» The task
In the entries below, count every line with the word "RemoteStore". Return only the count.
=== Section Start ===
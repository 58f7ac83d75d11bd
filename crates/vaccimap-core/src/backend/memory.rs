// ── In-process backend ──
//
// Keeps both collections as JSON trees laid out exactly like the hosted
// database and replays writes to listeners as path-addressed events, so
// subscribers go through the same `ChildTracker` logic as in production.

use std::collections::BTreeMap;
use std::sync::atomic::{AtomicU64, Ordering};
use std::sync::{Arc, Mutex, MutexGuard, PoisonError};

use serde_json::Value;
use tokio::sync::{broadcast, mpsc};
use tokio_util::sync::CancellationToken;
use tracing::{debug, warn};
use vaccimap_api::StreamEvent;

use super::{FEED_CHANNEL_SIZE, RemoteStore, StoreFuture};
use crate::convert::{decode_comments, encode_site_data, keys};
use crate::error::CoreError;
use crate::feed::{ChildTracker, FeedEvent, set_path, split_path};
use crate::model::{Comment, CommentId, CoordinateKey, SiteKind, SiteRecord};

const BROADCAST_CAPACITY: usize = 1024;

#[derive(Default)]
struct State {
    trees: BTreeMap<SiteKind, Value>,
    /// When set, every write fails with this message.
    reject_writes: Option<String>,
}

struct Shared {
    state: Mutex<State>,
    events: broadcast::Sender<(SiteKind, StreamEvent)>,
    push_counter: AtomicU64,
}

impl Shared {
    fn lock(&self) -> MutexGuard<'_, State> {
        self.state.lock().unwrap_or_else(PoisonError::into_inner)
    }

    fn snapshot(&self, kind: SiteKind) -> Value {
        self.lock().trees.get(&kind).cloned().unwrap_or(Value::Null)
    }
}

/// [`RemoteStore`] held entirely in memory. Cheap to clone; clones share
/// the same data.
#[derive(Clone)]
pub struct MemoryStore {
    shared: Arc<Shared>,
}

impl Default for MemoryStore {
    fn default() -> Self {
        Self::new()
    }
}

impl MemoryStore {
    pub fn new() -> Self {
        let (events, _) = broadcast::channel(BROADCAST_CAPACITY);
        Self {
            shared: Arc::new(Shared {
                state: Mutex::new(State::default()),
                events,
                push_counter: AtomicU64::new(0),
            }),
        }
    }

    /// Write any JSON value at a path below a collection, bypassing
    /// validation. `path` is `/`-separated and relative to the collection.
    pub fn put_raw(&self, kind: SiteKind, path: &str, value: Value) {
        self.write_path(kind, &split_path(path), value);
    }

    /// The whole collection tree for `kind` (`null` when empty).
    pub fn collection(&self, kind: SiteKind) -> Value {
        self.shared.snapshot(kind)
    }

    /// Make every subsequent write fail (or succeed again with `None`).
    pub fn set_reject_writes(&self, message: Option<String>) {
        self.shared.lock().reject_writes = message;
    }

    // ── Private helpers ──────────────────────────────────────────────

    fn check_writable(&self) -> Result<(), CoreError> {
        match &self.shared.lock().reject_writes {
            Some(message) => Err(CoreError::WriteFailed {
                message: message.clone(),
                status: None,
            }),
            None => Ok(()),
        }
    }

    /// Apply a write and broadcast it while still holding the lock, so
    /// listeners observe writes in commit order.
    fn write_path(&self, kind: SiteKind, segments: &[String], value: Value) {
        let mut state = self.shared.lock();
        let tree = state.trees.entry(kind).or_insert(Value::Null);
        set_path(tree, segments, value.clone());

        let path = format!("/{}", segments.join("/"));
        debug!(?kind, %path, "memory write");
        // No receivers is fine.
        let _ = self
            .shared
            .events
            .send((kind, StreamEvent::Put { path, data: value }));
    }

    fn next_push_id(&self) -> String {
        let n = self.shared.push_counter.fetch_add(1, Ordering::Relaxed);
        format!("-M{n:018}")
    }
}

fn segments(parts: &[&str]) -> Vec<String> {
    parts.iter().map(|s| (*s).to_owned()).collect()
}

impl RemoteStore for MemoryStore {
    fn listen(
        &self,
        kind: SiteKind,
        cancel: CancellationToken,
    ) -> Result<mpsc::Receiver<FeedEvent>, CoreError> {
        let (tx, rx) = mpsc::channel(FEED_CHANNEL_SIZE);

        // Subscribe and snapshot under one lock so no write falls between.
        let (initial, mut updates) = {
            let state = self.shared.lock();
            let initial = state.trees.get(&kind).cloned().unwrap_or(Value::Null);
            (initial, self.shared.events.subscribe())
        };
        let shared = Arc::clone(&self.shared);

        tokio::spawn(async move {
            let mut tracker = ChildTracker::new();
            let mut pending = tracker.apply(StreamEvent::Put {
                path: "/".into(),
                data: initial,
            });

            'outer: loop {
                for event in pending.drain(..) {
                    if tx.send(event).await.is_err() {
                        break 'outer;
                    }
                }

                tokio::select! {
                    biased;
                    () = cancel.cancelled() => break,
                    update = updates.recv() => match update {
                        Ok((k, event)) if k == kind => pending = tracker.apply(event),
                        Ok(_) => {}
                        Err(broadcast::error::RecvError::Lagged(skipped)) => {
                            warn!(?kind, skipped, "listener lagged, replaying collection");
                            pending = tracker.apply(StreamEvent::Put {
                                path: "/".into(),
                                data: shared.snapshot(kind),
                            });
                        }
                        Err(broadcast::error::RecvError::Closed) => break,
                    },
                }
            }
        });

        Ok(rx)
    }

    fn write_site<'a>(&'a self, record: &'a SiteRecord) -> StoreFuture<'a, ()> {
        Box::pin(async move {
            self.check_writable()?;
            self.write_path(
                record.collection,
                &segments(&[record.coordinate_key.as_str(), keys::SITE_DATA]),
                encode_site_data(record),
            );
            Ok(())
        })
    }

    fn delete_site<'a>(&'a self, kind: SiteKind, key: &'a CoordinateKey) -> StoreFuture<'a, ()> {
        Box::pin(async move {
            self.check_writable()?;
            self.write_path(kind, &segments(&[key.as_str()]), Value::Null);
            Ok(())
        })
    }

    fn delete_site_data<'a>(
        &'a self,
        kind: SiteKind,
        key: &'a CoordinateKey,
    ) -> StoreFuture<'a, ()> {
        Box::pin(async move {
            self.check_writable()?;
            self.write_path(
                kind,
                &segments(&[key.as_str(), keys::SITE_DATA]),
                Value::Null,
            );
            Ok(())
        })
    }

    fn push_comment<'a>(
        &'a self,
        kind: SiteKind,
        key: &'a CoordinateKey,
        text: &'a str,
    ) -> StoreFuture<'a, CommentId> {
        Box::pin(async move {
            self.check_writable()?;
            let id = self.next_push_id();
            self.write_path(
                kind,
                &segments(&[key.as_str(), keys::COMMENTS, id.as_str()]),
                Value::String(text.to_owned()),
            );
            Ok(CommentId::new(id))
        })
    }

    fn read_comments<'a>(
        &'a self,
        kind: SiteKind,
        key: &'a CoordinateKey,
    ) -> StoreFuture<'a, Vec<Comment>> {
        Box::pin(async move {
            let tree = self.shared.snapshot(kind);
            let raw = tree
                .get(key.as_str())
                .and_then(|node| node.get(keys::COMMENTS))
                .cloned();
            Ok(decode_comments(raw))
        })
    }
}
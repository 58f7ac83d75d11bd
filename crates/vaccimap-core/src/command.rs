// ── Command API ──
//
// All writes flow through a unified `Command` enum. The controller's
// command processor executes them against the remote store; the local
// registry only changes when the change feed reports the result.

use crate::error::CoreError;
use crate::model::{Comment, CoordinateKey, SiteKind, SiteReport};

/// A command envelope sent through the command channel.
/// Contains the command and a oneshot response channel.
pub(crate) struct CommandEnvelope {
    pub command: Command,
    pub response_tx: tokio::sync::oneshot::Sender<Result<CommandResult, CoreError>>,
}

/// All write operations against the database.
#[derive(Debug, Clone)]
pub enum Command {
    /// Create or overwrite a site, then attach the report's comment.
    ReportSite(SiteReport),
    /// Delete a site from its kind's collection.
    RemoveSite { kind: SiteKind, key: CoordinateKey },
    AddComment {
        kind: SiteKind,
        key: CoordinateKey,
        text: String,
    },
}

/// Result of a successfully executed command.
#[derive(Debug, Clone)]
pub enum CommandResult {
    Ok,
    Reported {
        key: CoordinateKey,
        /// The report's comment, when one was attached.
        comment: Option<Comment>,
    },
    Comment(Comment),
}
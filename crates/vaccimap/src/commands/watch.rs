//! `watch`: stream registry changes until interrupted.

use std::collections::BTreeMap;
use std::io::IsTerminal;
use std::sync::Arc;
use std::time::Duration;

use chrono::{Local, Utc};
use indicatif::{ProgressBar, ProgressStyle};
use serde::Serialize;

use vaccimap_core::{Controller, CoordinateKey, SiteFilter, SiteRecord};

use crate::cli::{GlobalOpts, OutputFormat, WatchArgs};
use crate::error::CliError;
use crate::output;

use super::sites::SiteView;
use super::{Session, util};

type Visible = BTreeMap<CoordinateKey, Arc<SiteRecord>>;

#[derive(Debug, Clone, Copy, PartialEq, Eq, Serialize)]
#[serde(rename_all = "lowercase")]
enum Change {
    Added,
    Changed,
    Removed,
}

impl Change {
    fn marker(self) -> char {
        match self {
            Self::Added => '+',
            Self::Changed => '~',
            Self::Removed => '-',
        }
    }
}

#[derive(Serialize)]
struct ChangeEvent {
    at: String,
    change: Change,
    site: SiteView,
}

pub async fn handle(session: Session, args: WatchArgs, global: &GlobalOpts) -> Result<(), CliError> {
    let filter = util::site_filter(&args.filter);
    let sync_timeout = session.config.sync_timeout;

    let controller = Controller::new(session.config, session.store);
    controller.connect().await?;

    let spinner = sync_spinner(global.quiet);
    let synced = controller.wait_for_sync(sync_timeout).await;
    spinner.finish_and_clear();
    if let Err(e) = synced {
        controller.disconnect().await;
        return Err(e.into());
    }

    let result = stream_changes(&controller, &filter, args.count, global).await;
    controller.disconnect().await;
    result
}

async fn stream_changes(
    controller: &Controller,
    filter: &SiteFilter,
    count: Option<u64>,
    global: &GlobalOpts,
) -> Result<(), CliError> {
    let colored = output::should_color(&global.color);
    let mut stream = controller.sites();

    // Sites present at startup are reported as added.
    let mut previous = visible(stream.current(), filter);
    emit(&diff(&Visible::new(), &previous), global, colored)?;

    let mut batches = 0;
    loop {
        if count.is_some_and(|n| batches >= n) {
            return Ok(());
        }
        tokio::select! {
            _ = tokio::signal::ctrl_c() => return Ok(()),
            snapshot = stream.changed() => {
                let Some(snapshot) = snapshot else {
                    return Err(CliError::Disconnected);
                };
                let current = visible(&snapshot, filter);
                let changes = diff(&previous, &current);
                if !changes.is_empty() {
                    emit(&changes, global, colored)?;
                    batches += 1;
                }
                previous = current;
            }
        }
    }
}

fn visible(snapshot: &[Arc<SiteRecord>], filter: &SiteFilter) -> Visible {
    snapshot
        .iter()
        .filter(|site| filter.matches(site))
        .map(|site| (site.coordinate_key.clone(), Arc::clone(site)))
        .collect()
}

/// Removals first, then additions and changes, each in key order.
fn diff(previous: &Visible, current: &Visible) -> Vec<(Change, Arc<SiteRecord>)> {
    let removed = previous
        .iter()
        .filter(|(key, _)| !current.contains_key(*key))
        .map(|(_, site)| (Change::Removed, Arc::clone(site)));

    let upserted = current.iter().filter_map(|(key, site)| match previous.get(key) {
        None => Some((Change::Added, Arc::clone(site))),
        Some(old) if old != site => Some((Change::Changed, Arc::clone(site))),
        Some(_) => None,
    });

    removed.chain(upserted).collect()
}

fn emit(
    changes: &[(Change, Arc<SiteRecord>)],
    global: &GlobalOpts,
    colored: bool,
) -> Result<(), CliError> {
    for (change, site) in changes {
        let view = SiteView::from(site.as_ref());
        let line = match global.output {
            OutputFormat::Table | OutputFormat::Plain => format!(
                "{} {} {}  {}  {}  {}  {}",
                Local::now().format("%H:%M:%S"),
                change.marker(),
                view.coordinates,
                view.kind.label(),
                if view.available { "available" } else { "unavailable" },
                util::wait_label(view.wait_time_minutes),
                output::pin_swatch(view.pin, colored),
            ),
            OutputFormat::Json | OutputFormat::JsonCompact => serde_json::to_string(&ChangeEvent {
                at: Utc::now().to_rfc3339(),
                change: *change,
                site: view,
            })?,
            OutputFormat::Yaml => format!(
                "---\n{}",
                serde_yaml::to_string(&ChangeEvent {
                    at: Utc::now().to_rfc3339(),
                    change: *change,
                    site: view,
                })?
            ),
        };
        output::print_output(&line, global.quiet);
    }
    Ok(())
}

fn sync_spinner(quiet: bool) -> ProgressBar {
    if quiet || !std::io::stderr().is_terminal() {
        return ProgressBar::hidden();
    }
    let spinner = ProgressBar::new_spinner();
    if let Ok(style) = ProgressStyle::with_template("{spinner} {msg}") {
        spinner.set_style(style);
    }
    spinner.set_message("Syncing sites...");
    spinner.enable_steady_tick(Duration::from_millis(100));
    spinner
}
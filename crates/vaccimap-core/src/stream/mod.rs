// ── Reactive site streams ──
//
// Subscription types for consuming registry changes.

mod filter;

use std::pin::Pin;
use std::sync::Arc;
use std::task::{Context, Poll};

use futures_core::Stream;
use tokio::sync::watch;
use tokio_stream::wrappers::WatchStream;

use crate::model::SiteRecord;

pub use filter::SiteFilter;

type Snapshot = Arc<Vec<Arc<SiteRecord>>>;

/// A subscription to the site registry.
///
/// Provides both point-in-time snapshot access and reactive change
/// notification via [`changed`](Self::changed) or by converting to a `Stream`.
pub struct SiteStream {
    current: Snapshot,
    receiver: watch::Receiver<Snapshot>,
}

impl SiteStream {
    pub(crate) fn new(receiver: watch::Receiver<Snapshot>) -> Self {
        let current = receiver.borrow().clone();
        Self { current, receiver }
    }

    /// The snapshot captured at creation or at the last `changed()`.
    pub fn current(&self) -> &Snapshot {
        &self.current
    }

    /// The latest snapshot (may have changed since creation).
    pub fn latest(&self) -> Snapshot {
        self.receiver.borrow().clone()
    }

    /// Wait for the next change, returning the new snapshot.
    /// Returns `None` once the registry has been dropped.
    pub async fn changed(&mut self) -> Option<Snapshot> {
        self.receiver.changed().await.ok()?;
        let snap = self.receiver.borrow_and_update().clone();
        self.current = snap.clone();
        Some(snap)
    }

    /// Convert into a `Stream` for use with `StreamExt` combinators.
    /// The first item is the snapshot current at conversion time.
    pub fn into_stream(self) -> SiteWatchStream {
        SiteWatchStream {
            inner: WatchStream::new(self.receiver),
        }
    }
}

/// `Stream` adapter backed by a `watch::Receiver`.
pub struct SiteWatchStream {
    inner: WatchStream<Snapshot>,
}

impl Stream for SiteWatchStream {
    type Item = Snapshot;

    fn poll_next(mut self: Pin<&mut Self>, cx: &mut Context<'_>) -> Poll<Option<Self::Item>> {
        Pin::new(&mut self.inner).poll_next(cx)
    }
}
=== Section End ===
» Output for this task
3